Si l’Arctique est bien la région qui se réchauffe le plus vite, à l’échelle des continents, c’est l’Europe qui décroche la palme : +0,56 °C ces 30 dernières années. Et +2,4 °C depuis l’ère préindustrielle contre 1,4 °C pour la moyenne mondiale. © Copernicus

Comment l'expliquer ? L'augmentation globale des températures est le résultat de nos émissions de gaz à effet de serre. C'est désormais « sans équivoque ». Mais au niveau local, le rythme du réchauffement varie selon différents facteurs. Il y a par exemple une différence notable entre continents et océans : les premiers se réchauffent plus vite. Une question de capacité à absorber la chaleur et à l'évaporer ensuite pour se rafraîchir. Les terres, plus sèches, voient leurs températures grimper plus rapidement.
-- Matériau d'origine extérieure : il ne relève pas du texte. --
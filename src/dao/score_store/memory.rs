//! In-process [`ScoreStore`] backend. Backs the integration tests and makes
//! it possible to run the server without a database at hand.

use std::sync::{Arc, Mutex};

use futures::future::BoxFuture;
use indexmap::IndexMap;
use uuid::Uuid;

use crate::dao::{
    models::{PointEntity, RoundEntity, ScoreEntity, TeamEntity},
    score_store::{ScoreStore, SeedOutcome},
    storage::StorageResult,
};

/// Store keeping every entity in maps guarded by a single mutex.
///
/// The score map is keyed by `(team_id, round_id)`, which is what enforces
/// the one-score-per-pair invariant for this backend.
#[derive(Clone, Default)]
pub struct MemoryScoreStore {
    inner: Arc<Mutex<MemoryState>>,
}

#[derive(Default)]
struct MemoryState {
    rounds: IndexMap<Uuid, RoundEntity>,
    teams: IndexMap<Uuid, TeamEntity>,
    scores: IndexMap<(Uuid, Uuid), ScoreEntity>,
    points: IndexMap<Uuid, PointEntity>,
}

impl MemoryScoreStore {
    /// Create an empty store.
    pub fn new() -> Self {
        Self::default()
    }

    fn lock(&self) -> std::sync::MutexGuard<'_, MemoryState> {
        // A poisoned lock means a panic mid-mutation; tests should see it.
        self.inner.lock().expect("memory store lock poisoned")
    }
}

impl ScoreStore for MemoryScoreStore {
    fn seed_event(
        &self,
        rounds: Vec<RoundEntity>,
        teams: Vec<TeamEntity>,
    ) -> BoxFuture<'static, StorageResult<SeedOutcome>> {
        let store = self.clone();
        Box::pin(async move {
            let mut state = store.lock();
            let mut outcome = SeedOutcome::default();

            for round in rounds {
                if state.rounds.values().all(|known| known.name != round.name) {
                    state.rounds.insert(round.id, round);
                    outcome.rounds_added += 1;
                }
            }
            for team in teams {
                if state.teams.values().all(|known| known.name != team.name) {
                    state.teams.insert(team.id, team);
                    outcome.teams_added += 1;
                }
            }

            Ok(outcome)
        })
    }

    fn list_rounds(&self) -> BoxFuture<'static, StorageResult<Vec<RoundEntity>>> {
        let store = self.clone();
        Box::pin(async move { Ok(store.lock().rounds.values().cloned().collect()) })
    }

    fn list_teams(&self) -> BoxFuture<'static, StorageResult<Vec<TeamEntity>>> {
        let store = self.clone();
        Box::pin(async move { Ok(store.lock().teams.values().cloned().collect()) })
    }

    fn list_scores(&self) -> BoxFuture<'static, StorageResult<Vec<ScoreEntity>>> {
        let store = self.clone();
        Box::pin(async move { Ok(store.lock().scores.values().cloned().collect()) })
    }

    fn list_points(&self) -> BoxFuture<'static, StorageResult<Vec<PointEntity>>> {
        let store = self.clone();
        Box::pin(async move { Ok(store.lock().points.values().cloned().collect()) })
    }

    fn find_round(&self, id: Uuid) -> BoxFuture<'static, StorageResult<Option<RoundEntity>>> {
        let store = self.clone();
        Box::pin(async move { Ok(store.lock().rounds.get(&id).cloned()) })
    }

    fn find_team(&self, id: Uuid) -> BoxFuture<'static, StorageResult<Option<TeamEntity>>> {
        let store = self.clone();
        Box::pin(async move { Ok(store.lock().teams.get(&id).cloned()) })
    }

    fn find_score(&self, id: Uuid) -> BoxFuture<'static, StorageResult<Option<ScoreEntity>>> {
        let store = self.clone();
        Box::pin(async move {
            let state = store.lock();
            Ok(state.scores.values().find(|score| score.id == id).cloned())
        })
    }

    fn find_or_create_score(
        &self,
        team_id: Uuid,
        round_id: Uuid,
    ) -> BoxFuture<'static, StorageResult<ScoreEntity>> {
        let store = self.clone();
        Box::pin(async move {
            let mut state = store.lock();
            let score = state
                .scores
                .entry((team_id, round_id))
                .or_insert_with(|| ScoreEntity {
                    id: Uuid::new_v4(),
                    team_id,
                    round_id,
                });
            Ok(score.clone())
        })
    }

    fn insert_point(&self, point: PointEntity) -> BoxFuture<'static, StorageResult<()>> {
        let store = self.clone();
        Box::pin(async move {
            store.lock().points.insert(point.id, point);
            Ok(())
        })
    }

    fn update_point_count(
        &self,
        point_id: Uuid,
        count: i32,
    ) -> BoxFuture<'static, StorageResult<Option<PointEntity>>> {
        let store = self.clone();
        Box::pin(async move {
            let mut state = store.lock();
            Ok(state.points.get_mut(&point_id).map(|point| {
                point.count = count;
                point.clone()
            }))
        })
    }

    fn delete_point(
        &self,
        point_id: Uuid,
    ) -> BoxFuture<'static, StorageResult<Option<PointEntity>>> {
        let store = self.clone();
        Box::pin(async move { Ok(store.lock().points.shift_remove(&point_id)) })
    }

    fn points_for_score(
        &self,
        score_id: Uuid,
    ) -> BoxFuture<'static, StorageResult<Vec<PointEntity>>> {
        let store = self.clone();
        Box::pin(async move {
            let state = store.lock();
            Ok(state
                .points
                .values()
                .filter(|point| point.score_id == score_id)
                .cloned()
                .collect())
        })
    }

    fn set_team_visibility(
        &self,
        flags: Vec<(Uuid, bool)>,
    ) -> BoxFuture<'static, StorageResult<Vec<TeamEntity>>> {
        let store = self.clone();
        Box::pin(async move {
            let mut state = store.lock();
            for (id, hidden) in flags {
                if let Some(team) = state.teams.get_mut(&id) {
                    team.hidden = hidden;
                }
            }
            Ok(state.teams.values().cloned().collect())
        })
    }

    fn health_check(&self) -> BoxFuture<'static, StorageResult<()>> {
        Box::pin(async { Ok(()) })
    }

    fn try_reconnect(&self) -> BoxFuture<'static, StorageResult<()>> {
        Box::pin(async { Ok(()) })
    }
}

#[cfg(test)]
mod tests {
    use std::time::SystemTime;

    use super::*;

    fn point(score_id: Uuid, count: i32) -> PointEntity {
        PointEntity {
            id: Uuid::new_v4(),
            score_id,
            count,
            created_at: SystemTime::now(),
        }
    }

    #[tokio::test]
    async fn find_or_create_returns_same_score_for_pair() {
        let store = MemoryScoreStore::new();
        let team = Uuid::new_v4();
        let round = Uuid::new_v4();

        let first = store.find_or_create_score(team, round).await.unwrap();
        let second = store.find_or_create_score(team, round).await.unwrap();

        assert_eq!(first, second);
        assert_eq!(store.list_scores().await.unwrap().len(), 1);
    }

    #[tokio::test]
    async fn deleting_last_point_keeps_score() {
        let store = MemoryScoreStore::new();
        let score = store
            .find_or_create_score(Uuid::new_v4(), Uuid::new_v4())
            .await
            .unwrap();

        let entry = point(score.id, 3);
        store.insert_point(entry.clone()).await.unwrap();
        let removed = store.delete_point(entry.id).await.unwrap();

        assert_eq!(removed, Some(entry));
        assert_eq!(store.list_scores().await.unwrap().len(), 1);
        assert!(store.points_for_score(score.id).await.unwrap().is_empty());
    }

    #[tokio::test]
    async fn seeding_is_idempotent_by_name() {
        let store = MemoryScoreStore::new();
        let rounds = vec![RoundEntity {
            id: Uuid::new_v4(),
            name: "Round 1".into(),
            position: 0,
        }];
        let teams = vec![TeamEntity {
            id: Uuid::new_v4(),
            name: "Blue".into(),
            hidden: false,
        }];

        let first = store
            .seed_event(rounds.clone(), teams.clone())
            .await
            .unwrap();
        assert_eq!(first.rounds_added, 1);
        assert_eq!(first.teams_added, 1);

        // Same names, fresh ids: nothing new gets created.
        let again = store
            .seed_event(
                vec![RoundEntity {
                    id: Uuid::new_v4(),
                    name: "Round 1".into(),
                    position: 0,
                }],
                vec![TeamEntity {
                    id: Uuid::new_v4(),
                    name: "Blue".into(),
                    hidden: false,
                }],
            )
            .await
            .unwrap();
        assert_eq!(again, SeedOutcome::default());
        assert_eq!(store.list_rounds().await.unwrap(), rounds);
        assert_eq!(store.list_teams().await.unwrap(), teams);
    }
}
Un continent par nature plus sensible au réchauffement

Mais cette différence entre terres et océans ne suffit pas seule à expliquer pourquoi l'Europe se distingue autant. Car tous les continents ne se réchauffent pas au même rythme. L'Europe est celui où les températures augmentent le plus vite. Les scientifiques ont identifié plusieurs raisons à cela. Pas toutes directement liées à nos émissions de gaz à effet de serre. Certaines tiennent notamment à des caractéristiques géographiques.

La canicule de 2003 reste la plus sévère qu’a connue notre pays. © Corri Seizinger, Adobe Stock

Quelles ont été les canicules et les vagues de chaleur les plus intenses en France ?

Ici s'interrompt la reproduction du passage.